The battle against falsified medicines

Everyone has without doubt heard of it by now – the so-called “miracle drug” for losing weight quickly, Ozempic® from the Danish company Novo Nordisk. This drug contains the active ingredient “Semaglutide” and is indicated for patients with type II diabetes. However, the drug is now regularly in the news because of its impending shortages on the market due to its misuse and the many exhortations to doctors and pharmacists to provide only genuine patients with it.

Very recently, counterfeits were spotted in a warehouse in the United Kingdom that could be traced back to a pseudo-pharmaceutical company in Turkey. The counterfeiting was detected because all boxes had the same serial number. The packaging looked very similar and the other lot-specific data such as lot number and expiration date were also correct. There are very many things to remark, e.g., the importance of good distribution practices and adequate performance of supplier qualification, but today we focus on the concept of serialization.

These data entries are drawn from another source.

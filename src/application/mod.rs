//! Application services: discovery, precompute, config patching and access rules.

pub mod auth;
pub mod backend;
pub mod discovery;
pub mod error;
pub mod mount;
pub mod precompute;
pub mod readiness;
pub mod resolve;
pub mod seeding;
use std::sync::Once;

use metrics::{Unit, describe_counter, describe_gauge};
use tracing_error::ErrorLayer;
use tracing_subscriber::{
    EnvFilter, fmt,
    layer::{Layer, SubscriberExt},
    util::SubscriberInitExt,
};

use crate::application::precompute::METRIC_PRECOMPUTE_DOCUMENTS;
use crate::cache::middleware::{
    METRIC_CACHED_PASSTHROUGH, METRIC_CACHED_PATCH, METRIC_CACHED_UNAUTHORIZED,
};
use crate::cache::store::{METRIC_MEMO_HIT, METRIC_MEMO_MISS};
use crate::config::{LogFormat, LoggingSettings};
use crate::infra::http::connections::METRIC_ACTIVE_CONNECTIONS;

use super::error::InfraError;

static METRIC_DESCRIPTIONS: Once = Once::new();

/// Install a global tracing subscriber using the provided logging settings.
pub fn init(logging: &LoggingSettings) -> Result<(), InfraError> {
    describe_metrics();

    let env_filter = EnvFilter::builder()
        .with_default_directive(logging.level.into())
        .from_env_lossy();

    let fmt_layer = match logging.format {
        LogFormat::Json => fmt::layer()
            .json()
            .with_current_span(true)
            .with_span_list(true)
            .with_target(true)
            .boxed(),
        LogFormat::Compact => fmt::layer().compact().with_target(true).boxed(),
    };

    tracing_subscriber::registry()
        .with(env_filter)
        .with(ErrorLayer::default())
        .with(fmt_layer)
        .try_init()
        .map_err(|err| {
            InfraError::telemetry(format!("failed to install tracing subscriber: {err}"))
        })
}

fn describe_metrics() {
    METRIC_DESCRIPTIONS.call_once(|| {
        describe_counter!(
            METRIC_CACHED_PATCH,
            Unit::Count,
            "HTML responses patched with cached notebook state."
        );
        describe_counter!(
            METRIC_CACHED_PASSTHROUGH,
            Unit::Count,
            "Responses forwarded without touching the body."
        );
        describe_counter!(
            METRIC_CACHED_UNAUTHORIZED,
            Unit::Count,
            "Requests denied access to cached content."
        );
        describe_gauge!(
            METRIC_ACTIVE_CONNECTIONS,
            Unit::Count,
            "Currently open client connections."
        );
        describe_counter!(
            METRIC_PRECOMPUTE_DOCUMENTS,
            Unit::Count,
            "Documents processed by the precompute pass, labelled by outcome."
        );
        describe_counter!(
            METRIC_MEMO_HIT,
            Unit::Count,
            "Notebook snapshot memo hits."
        );
        describe_counter!(
            METRIC_MEMO_MISS,
            Unit::Count,
            "Notebook snapshot memo misses."
        );
    });
}
pub mod application;
pub mod cache;
pub mod config;
pub mod domain;
pub mod infra;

Serialization: what is it?

Since February 9, 2019, it is mandatory in the EU to include on most drugs and some OTC products (mostly with reimbursement) a unique 2D barcode as well as a physical barrier to the drug by sticking the box with glue or with a seal (a so-called tamper-evident seal).

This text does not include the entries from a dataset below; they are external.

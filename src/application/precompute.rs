//! The precompute pass: export every application document into the cache.

use std::path::{Path, PathBuf};
use std::sync::Arc;
use std::sync::atomic::{AtomicUsize, Ordering};
use std::time::Instant;

use futures::{StreamExt, stream};
use metrics::counter;
use thiserror::Error;
use tracing::{error, info, warn};

use crate::application::backend::{ApplicationProbe, BackendError, Exporter};
use crate::application::discovery::{DiscoveryError, IgnoreStrategy, candidate_documents};
use crate::cache::artifact::{ArtifactError, write_artifact};

pub(crate) const METRIC_PRECOMPUTE_DOCUMENTS: &str = "gateway_precompute_documents_total";

#[derive(Debug, Error)]
pub enum PrecomputeError {
    #[error(transparent)]
    Discovery(#[from] DiscoveryError),
    #[error("export failed: {0}")]
    Export(#[from] BackendError),
    #[error("writing the cache artifact failed: {0}")]
    Artifact(#[from] ArtifactError),
    #[error("artifact writer was interrupted: {0}")]
    Interrupted(String),
}

#[derive(Debug, Clone)]
pub struct PrecomputeOptions {
    pub strategy: IgnoreStrategy,
    pub include_code: bool,
    pub concurrency: usize,
}

/// The collaborators a precompute pass runs documents through.
#[derive(Clone)]
pub struct PrecomputeBackend {
    pub probe: Arc<dyn ApplicationProbe>,
    pub exporter: Arc<dyn Exporter>,
}

#[derive(Debug)]
pub enum DocumentOutcome {
    Cached,
    Skipped,
    Failed(PrecomputeError),
}

impl DocumentOutcome {
    fn label(&self) -> &'static str {
        match self {
            DocumentOutcome::Cached => "cached",
            DocumentOutcome::Skipped => "skipped",
            DocumentOutcome::Failed(_) => "failed",
        }
    }
}

#[derive(Debug, Clone, Copy, Default, PartialEq, Eq)]
pub struct PrecomputeSummary {
    pub cached: usize,
    pub skipped: usize,
    pub failed: usize,
}

impl PrecomputeSummary {
    pub fn total(&self) -> usize {
        self.cached + self.skipped + self.failed
    }

    pub fn failed_or_skipped(&self) -> usize {
        self.skipped + self.failed
    }
}

/// Probe and export every candidate beneath `root`.
///
/// Only an invalid root aborts the pass; every per-document failure is
/// logged with its path and counted.
pub async fn precompute(
    root: &Path,
    options: &PrecomputeOptions,
    backend: &PrecomputeBackend,
) -> Result<PrecomputeSummary, PrecomputeError> {
    let started_at = Instant::now();
    let walk_root = root.to_path_buf();
    let strategy = options.strategy.clone();
    let candidates =
        tokio::task::spawn_blocking(move || candidate_documents(&walk_root, &strategy))
            .await
            .map_err(|err| PrecomputeError::Interrupted(err.to_string()))??;

    let cached = Arc::new(AtomicUsize::new(0));
    let skipped = Arc::new(AtomicUsize::new(0));
    let failed = Arc::new(AtomicUsize::new(0));

    stream::iter(candidates)
        .for_each_concurrent(Some(options.concurrency.max(1)), |path| {
            let backend = backend.clone();
            let cached = cached.clone();
            let skipped = skipped.clone();
            let failed = failed.clone();
            let include_code = options.include_code;
            async move {
                let outcome = precompute_document(&backend, path.clone(), include_code).await;
                counter!(METRIC_PRECOMPUTE_DOCUMENTS, "outcome" => outcome.label()).increment(1);
                match outcome {
                    DocumentOutcome::Cached => {
                        info!(
                            target = "marimo_gateway::precompute",
                            path = %path.display(),
                            "Cached document"
                        );
                        cached.fetch_add(1, Ordering::Relaxed);
                    }
                    DocumentOutcome::Skipped => {
                        warn!(
                            target = "marimo_gateway::precompute",
                            path = %path.display(),
                            "Skipping document without an application"
                        );
                        skipped.fetch_add(1, Ordering::Relaxed);
                    }
                    DocumentOutcome::Failed(err) => {
                        error!(
                            target = "marimo_gateway::precompute",
                            path = %path.display(),
                            error = %err,
                            "Failed to cache document"
                        );
                        failed.fetch_add(1, Ordering::Relaxed);
                    }
                }
            }
        })
        .await;

    let summary = PrecomputeSummary {
        cached: cached.load(Ordering::Relaxed),
        skipped: skipped.load(Ordering::Relaxed),
        failed: failed.load(Ordering::Relaxed),
    };
    info!(
        target = "marimo_gateway::precompute",
        cached = summary.cached,
        failed_or_skipped = summary.failed_or_skipped(),
        elapsed_ms = started_at.elapsed().as_millis() as u64,
        "Caching complete: {} apps cached successfully, {} failed or skipped",
        summary.cached,
        summary.failed_or_skipped()
    );
    Ok(summary)
}

/// Probe, export and persist one document.
pub async fn precompute_document(
    backend: &PrecomputeBackend,
    path: PathBuf,
    include_code: bool,
) -> DocumentOutcome {
    if !backend.probe.is_application(&path).await {
        return DocumentOutcome::Skipped;
    }

    let html = match backend.exporter.export_html(&path, include_code).await {
        Ok(html) => html,
        Err(err) => return DocumentOutcome::Failed(err.into()),
    };

    match tokio::task::spawn_blocking(move || write_artifact(&path, &html)).await {
        Ok(Ok(_)) => DocumentOutcome::Cached,
        Ok(Err(err)) => DocumentOutcome::Failed(err.into()),
        Err(err) => DocumentOutcome::Failed(PrecomputeError::Interrupted(err.to_string())),
    }
}

#[cfg(test)]
mod tests {
    use super::*;

    use std::fs;

    use async_trait::async_trait;
    use tempfile::TempDir;

    use crate::application::mount::MOUNT_CONFIG_MARKER;
    use crate::domain::document::artifact_paths;

    struct MarkerProbe;

    #[async_trait]
    impl ApplicationProbe for MarkerProbe {
        async fn is_application(&self, path: &Path) -> bool {
            fs::read_to_string(path).is_ok_and(|source| source.contains("marimo.App"))
        }
    }

    struct FakeExporter;

    #[async_trait]
    impl Exporter for FakeExporter {
        async fn export_html(&self, path: &Path, include_code: bool) -> Result<String, BackendError> {
            if path.ends_with("broken.py") {
                return Err(BackendError::decode("export crashed"));
            }
            Ok(format!(
                "<script>{MOUNT_CONFIG_MARKER} = {{\"include\": {include_code}, \"session\": {{\"version\": \"1\", \"cells\": []}}}};</script>"
            ))
        }
    }

    fn backend() -> PrecomputeBackend {
        PrecomputeBackend {
            probe: Arc::new(MarkerProbe),
            exporter: Arc::new(FakeExporter),
        }
    }

    fn options() -> PrecomputeOptions {
        PrecomputeOptions {
            strategy: IgnoreStrategy::LocalRules,
            include_code: false,
            concurrency: 2,
        }
    }

    #[tokio::test]
    async fn batch_completes_and_counts_every_outcome() {
        let dir = TempDir::new().unwrap();
        let root = dir.path();
        fs::write(root.join("good.py"), "app = marimo.App()").unwrap();
        fs::write(root.join("broken.py"), "app = marimo.App()").unwrap();
        fs::write(root.join("helper.py"), "def helper(): pass").unwrap();

        let summary = precompute(root, &options(), &backend()).await.unwrap();
        assert_eq!(
            summary,
            PrecomputeSummary {
                cached: 1,
                skipped: 1,
                failed: 1,
            }
        );
        assert_eq!(summary.total(), 3);

        let paths = artifact_paths(&root.join("good.py"));
        let html = fs::read_to_string(paths.html).unwrap();
        assert!(html.contains("\"include\": false"));
        assert!(paths.session.exists());
        assert!(!artifact_paths(&root.join("broken.py")).html.exists());
        assert!(!artifact_paths(&root.join("helper.py")).html.exists());
    }

    #[tokio::test]
    async fn invalid_root_aborts_the_pass() {
        let dir = TempDir::new().unwrap();
        let err = precompute(&dir.path().join("missing"), &options(), &backend())
            .await
            .unwrap_err();
        assert!(matches!(
            err,
            PrecomputeError::Discovery(DiscoveryError::MissingRoot { .. })
        ));
    }
}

In simple terms, serialization is providing each individual box of a drug with a unique number. This number is printed along with its product code, batch number and expiration date and is additionally also contained in a data matrix code. At the end of the Supply Chain, this code is scanned at the pharmacist to check for its authenticity.

Of course, each individual package with its unique number undergoes a long way before it can be scanned and purchased at the pharmacy. First of all, all these numbers, linked to one specific product (with its in turn unique product code), must be retrieved in a software. This software is directly or indirectly linked to the devices that eventually print all the lot-specific data on the cartons.

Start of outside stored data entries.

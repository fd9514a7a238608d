use std::sync::{Mutex, MutexGuard};

use tracing::warn;

/// Lock `lock`, recovering the guard if a previous holder panicked.
pub(crate) fn mutex_lock<'a, T>(
    lock: &'a Mutex<T>,
    target: &'static str,
    op: &'static str,
) -> MutexGuard<'a, T> {
    match lock.lock() {
        Ok(guard) => guard,
        Err(poisoned) => {
            warn!(
                op,
                target_module = target,
                lock_kind = "mutex.lock",
                result = "poisoned_recovered",
                "Recovered from poisoned memo lock"
            );
            poisoned.into_inner()
        }
    }
}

n principle, a surplus of numbers will always be provided because there will always be losses (e.g. emissions when not readable, legal samples and damage). Therefore, “reconciliation” is also a very important term here. After all, you want as many serial numbers to be on “active” at the end of the run as there are finished boxes on the pallet ready to be shipped for commercial sale. If this is not the case, there is a chance that medicines will end up in the pharmacy that are set to “inactive” and therefore may not be sold, or that “active” packages end up in the company’s garbage bin, which can then be misused, for example, by reselling them through illegal channels.

How does serialization avoid potential dramas?

When the reconciliation of a given lot is successfully completed, the order is closed in the software and the used numbers are sent to a central collection point after which it is sent to a kind of cloud, where both wholesalers and pharmacists can verify that the product in front of them is indeed an authentic drug whose origin is known. When sold at the pharmacy, the serial number listed on the box is given the status “used up” so that it cannot be sold a second time under the same number.

Serialization has been a robust exercise in most pharmaceutical companies, requiring, among other things, the purchase of new software and devices and the writing, training and implementation of new procedures.

However, with the recent coverage like this one on Ozempic®, it should be clear that this exercise has not been in vain and that the additional measures against counterfeit drugs are having their effect in detecting malpractices early.